• **Problem to solve**:
Should the word "Clone" occur in a line of the records, copy that line.

★ ★ ★ ★ ★

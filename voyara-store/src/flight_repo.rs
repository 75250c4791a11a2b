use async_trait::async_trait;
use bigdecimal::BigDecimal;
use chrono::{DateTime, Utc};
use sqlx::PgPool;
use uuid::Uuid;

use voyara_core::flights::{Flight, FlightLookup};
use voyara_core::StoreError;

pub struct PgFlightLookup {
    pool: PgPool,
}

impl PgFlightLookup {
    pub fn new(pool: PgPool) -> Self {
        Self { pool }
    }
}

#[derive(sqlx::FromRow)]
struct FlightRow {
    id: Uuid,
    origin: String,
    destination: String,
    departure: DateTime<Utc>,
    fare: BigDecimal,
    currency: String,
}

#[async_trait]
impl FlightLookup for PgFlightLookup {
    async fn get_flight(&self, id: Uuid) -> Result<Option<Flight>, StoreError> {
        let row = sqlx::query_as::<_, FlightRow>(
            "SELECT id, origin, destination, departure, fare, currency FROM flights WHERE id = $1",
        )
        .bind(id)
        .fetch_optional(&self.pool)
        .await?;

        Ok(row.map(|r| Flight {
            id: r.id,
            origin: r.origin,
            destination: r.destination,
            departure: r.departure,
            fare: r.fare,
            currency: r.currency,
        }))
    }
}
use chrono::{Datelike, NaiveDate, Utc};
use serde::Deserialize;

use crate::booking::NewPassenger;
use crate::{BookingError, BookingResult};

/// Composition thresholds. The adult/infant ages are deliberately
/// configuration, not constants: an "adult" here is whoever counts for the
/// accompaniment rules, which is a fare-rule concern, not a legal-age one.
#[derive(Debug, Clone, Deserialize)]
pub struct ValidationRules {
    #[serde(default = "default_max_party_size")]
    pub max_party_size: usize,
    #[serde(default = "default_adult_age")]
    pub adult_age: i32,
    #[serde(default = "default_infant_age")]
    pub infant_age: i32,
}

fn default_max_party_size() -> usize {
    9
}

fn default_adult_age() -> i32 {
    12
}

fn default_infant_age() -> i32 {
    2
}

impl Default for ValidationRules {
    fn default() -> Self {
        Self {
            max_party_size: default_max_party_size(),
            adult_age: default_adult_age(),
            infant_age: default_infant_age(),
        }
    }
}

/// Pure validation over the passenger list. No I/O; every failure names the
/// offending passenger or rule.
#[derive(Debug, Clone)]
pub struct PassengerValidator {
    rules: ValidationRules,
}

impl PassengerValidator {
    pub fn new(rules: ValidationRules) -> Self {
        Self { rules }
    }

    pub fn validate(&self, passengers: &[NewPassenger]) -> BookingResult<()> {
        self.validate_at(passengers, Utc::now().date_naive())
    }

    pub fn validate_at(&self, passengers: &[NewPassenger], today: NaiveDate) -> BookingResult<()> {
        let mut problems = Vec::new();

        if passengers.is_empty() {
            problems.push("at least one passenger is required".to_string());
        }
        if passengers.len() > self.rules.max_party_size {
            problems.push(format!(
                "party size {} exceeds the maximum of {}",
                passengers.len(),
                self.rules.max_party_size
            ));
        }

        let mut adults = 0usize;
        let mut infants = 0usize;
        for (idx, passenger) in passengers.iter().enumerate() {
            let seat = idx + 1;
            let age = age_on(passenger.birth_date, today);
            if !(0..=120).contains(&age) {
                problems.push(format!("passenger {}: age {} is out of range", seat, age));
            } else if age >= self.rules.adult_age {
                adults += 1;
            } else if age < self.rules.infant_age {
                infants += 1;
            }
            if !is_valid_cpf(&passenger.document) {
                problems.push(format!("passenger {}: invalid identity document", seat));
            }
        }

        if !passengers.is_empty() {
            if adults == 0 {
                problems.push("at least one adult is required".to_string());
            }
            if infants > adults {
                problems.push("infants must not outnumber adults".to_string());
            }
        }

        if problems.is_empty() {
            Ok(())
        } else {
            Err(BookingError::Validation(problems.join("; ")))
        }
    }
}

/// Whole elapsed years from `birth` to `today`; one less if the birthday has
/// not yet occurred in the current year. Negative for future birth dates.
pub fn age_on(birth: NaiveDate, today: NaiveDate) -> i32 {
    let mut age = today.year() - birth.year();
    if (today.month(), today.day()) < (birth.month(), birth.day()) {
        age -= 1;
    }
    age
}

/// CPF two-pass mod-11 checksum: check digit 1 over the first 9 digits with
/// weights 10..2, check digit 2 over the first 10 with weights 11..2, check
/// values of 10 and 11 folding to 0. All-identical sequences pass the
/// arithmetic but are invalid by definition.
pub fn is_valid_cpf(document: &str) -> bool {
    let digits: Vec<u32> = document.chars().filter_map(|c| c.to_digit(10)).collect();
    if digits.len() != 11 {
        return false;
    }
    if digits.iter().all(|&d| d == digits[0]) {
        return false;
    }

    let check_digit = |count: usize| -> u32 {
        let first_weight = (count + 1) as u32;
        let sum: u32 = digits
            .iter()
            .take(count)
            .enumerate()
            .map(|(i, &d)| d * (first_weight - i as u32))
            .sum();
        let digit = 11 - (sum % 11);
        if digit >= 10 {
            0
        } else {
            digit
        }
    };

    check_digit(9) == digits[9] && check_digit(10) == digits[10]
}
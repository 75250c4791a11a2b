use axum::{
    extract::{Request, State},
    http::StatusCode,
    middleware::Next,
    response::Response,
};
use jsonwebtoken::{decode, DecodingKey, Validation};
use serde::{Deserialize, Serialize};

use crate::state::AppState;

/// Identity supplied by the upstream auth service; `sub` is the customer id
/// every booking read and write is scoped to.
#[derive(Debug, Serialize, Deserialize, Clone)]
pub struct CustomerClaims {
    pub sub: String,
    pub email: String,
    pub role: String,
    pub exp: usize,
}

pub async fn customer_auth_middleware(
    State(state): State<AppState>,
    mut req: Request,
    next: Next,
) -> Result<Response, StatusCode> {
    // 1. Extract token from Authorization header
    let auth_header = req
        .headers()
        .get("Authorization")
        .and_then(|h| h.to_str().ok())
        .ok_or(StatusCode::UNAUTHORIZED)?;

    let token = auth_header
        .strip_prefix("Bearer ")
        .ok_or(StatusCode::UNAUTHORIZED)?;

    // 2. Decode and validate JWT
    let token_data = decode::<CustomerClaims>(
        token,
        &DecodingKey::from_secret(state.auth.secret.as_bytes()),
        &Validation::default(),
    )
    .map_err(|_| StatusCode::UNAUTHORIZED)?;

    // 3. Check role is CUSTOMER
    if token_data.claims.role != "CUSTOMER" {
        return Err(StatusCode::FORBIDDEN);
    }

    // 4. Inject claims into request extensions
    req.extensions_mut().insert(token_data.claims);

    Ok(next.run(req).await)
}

★ ★ ★ ★ ★

• **Problem solution**:
#[derive(Debug, Clone, Deserialize)]
#[derive(Debug, Clone)]
#[derive(Debug, Serialize, Deserialize, Clone)]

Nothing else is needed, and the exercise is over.